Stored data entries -
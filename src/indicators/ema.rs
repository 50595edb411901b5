//! # Exponential Moving Average (EMA)
//!
//! Seeded recurrence: the first `length` bars accumulate a running sum, bar
//! `length - 1` emits the simple average as the seed, and later bars apply
//! `ema += (price - ema) * 2 / (length + 1)`.

use crate::batch::{scan_batch, BatchError};
use crate::utilities::candle::{extract_price, Candle, PriceKind};
use crate::utilities::math::EmaState;
use crate::utilities::IndicatorResult;
use serde::{Deserialize, Serialize};

#[derive(Clone, Copy, Debug, Serialize, Deserialize)]
pub struct EmaParams {
    pub length: usize,
    pub price: PriceKind,
}

impl Default for EmaParams {
    fn default() -> Self {
        Self {
            length: 12,
            price: PriceKind::Close,
        }
    }
}

/// Evaluate every parameter set against every series in one dispatch.
pub fn ema_batch(
    series: &[Vec<Candle>],
    params: &[EmaParams],
) -> Result<Vec<Vec<Vec<IndicatorResult>>>, BatchError> {
    scan_batch(series, params, ema_kernel)
}

fn ema_kernel(bars: &[Candle], prm: &EmaParams, out: &mut [IndicatorResult]) {
    let mut ema = EmaState::new(prm.length);
    for (i, c) in bars.iter().enumerate() {
        let value = ema.update(extract_price(c, prm.price));
        out[i] = IndicatorResult {
            time: c.time,
            value,
            is_formed: ema.is_formed(),
        };
    }
}
//! CSV candle loading for tests, benches and examples.

use crate::utilities::candle::Candle;
use csv::ReaderBuilder;
use std::error::Error;
use std::fs::File;
use std::path::Path;

/// Read candles from a headered CSV with columns
/// `timestamp,open,high,low,close,volume`, oldest row first.
pub fn read_candles_from_csv<P: AsRef<Path>>(path: P) -> Result<Vec<Candle>, Box<dyn Error>> {
    let file = File::open(path)?;
    let mut reader = ReaderBuilder::new().has_headers(true).from_reader(file);

    let mut candles = Vec::new();
    for record in reader.records() {
        let record = record?;
        if record.len() < 6 {
            return Err(format!("expected 6 columns, got {}", record.len()).into());
        }
        candles.push(Candle {
            time: record[0].trim().parse()?,
            open: record[1].trim().parse()?,
            high: record[2].trim().parse()?,
            low: record[3].trim().parse()?,
            close: record[4].trim().parse()?,
            volume: record[5].trim().parse()?,
        });
    }

    if candles.is_empty() {
        return Err("no candles in file".into());
    }
    Ok(candles)
}
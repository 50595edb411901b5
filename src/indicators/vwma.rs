//! # Volume Weighted Moving Average (VWMA)

use crate::batch::{windowed_batch, BatchError};
use crate::utilities::candle::{extract_price, Candle, PriceKind};
use crate::utilities::IndicatorResult;
use serde::{Deserialize, Serialize};

#[derive(Clone, Copy, Debug, Serialize, Deserialize)]
pub struct VwmaParams {
    pub length: usize,
    pub price: PriceKind,
}

impl Default for VwmaParams {
    fn default() -> Self {
        Self {
            length: 20,
            price: PriceKind::Close,
        }
    }
}

/// Evaluate every parameter set against every series in one dispatch.
pub fn vwma_batch(
    series: &[Vec<Candle>],
    params: &[VwmaParams],
) -> Result<Vec<Vec<Vec<IndicatorResult>>>, BatchError> {
    windowed_batch(series, params, |bars, prm, i| {
        let length = prm.length.max(1);
        let time = bars[i].time;
        if i + 1 < length {
            return IndicatorResult::empty(time);
        }
        let mut num = 0.0f32;
        let mut vol = 0.0f32;
        for j in i + 1 - length..=i {
            num += extract_price(&bars[j], prm.price) * bars[j].volume;
            vol += bars[j].volume;
        }
        // Zero traded volume over the whole window: fall back to the plain mean.
        let value = if vol == 0.0 {
            let mut sum = 0.0f32;
            for j in i + 1 - length..=i {
                sum += extract_price(&bars[j], prm.price);
            }
            sum / length as f32
        } else {
            num / vol
        };
        IndicatorResult::formed(time, value)
    })
}

#[cfg(test)]
mod tests {
    use super::*;

    #[test]
    fn volume_weighting() {
        let bars = vec![
            Candle::new(0, 10.0, 10.0, 10.0, 10.0, 1.0),
            Candle::new(1, 20.0, 20.0, 20.0, 20.0, 3.0),
        ];
        let params = vec![VwmaParams {
            length: 2,
            price: PriceKind::Close,
        }];
        let out = &vwma_batch(&[bars], &params).unwrap()[0][0];
        assert_eq!(out[1].value, 17.5);
    }

    #[test]
    fn zero_volume_falls_back_to_mean() {
        let bars = vec![
            Candle::new(0, 10.0, 10.0, 10.0, 10.0, 0.0),
            Candle::new(1, 20.0, 20.0, 20.0, 20.0, 0.0),
        ];
        let params = vec![VwmaParams {
            length: 2,
            price: PriceKind::Close,
        }];
        let out = &vwma_batch(&[bars], &params).unwrap()[0][0];
        assert_eq!(out[1].value, 15.0);
    }
}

BRIEF -
Whenever the word "VwmaParams" shows up in a line of the entries, list that line.

SOLUTION BELOW -
pub struct VwmaParams {
impl Default for VwmaParams {
    params: &[VwmaParams],
        let params = vec![VwmaParams {
        let params = vec![VwmaParams {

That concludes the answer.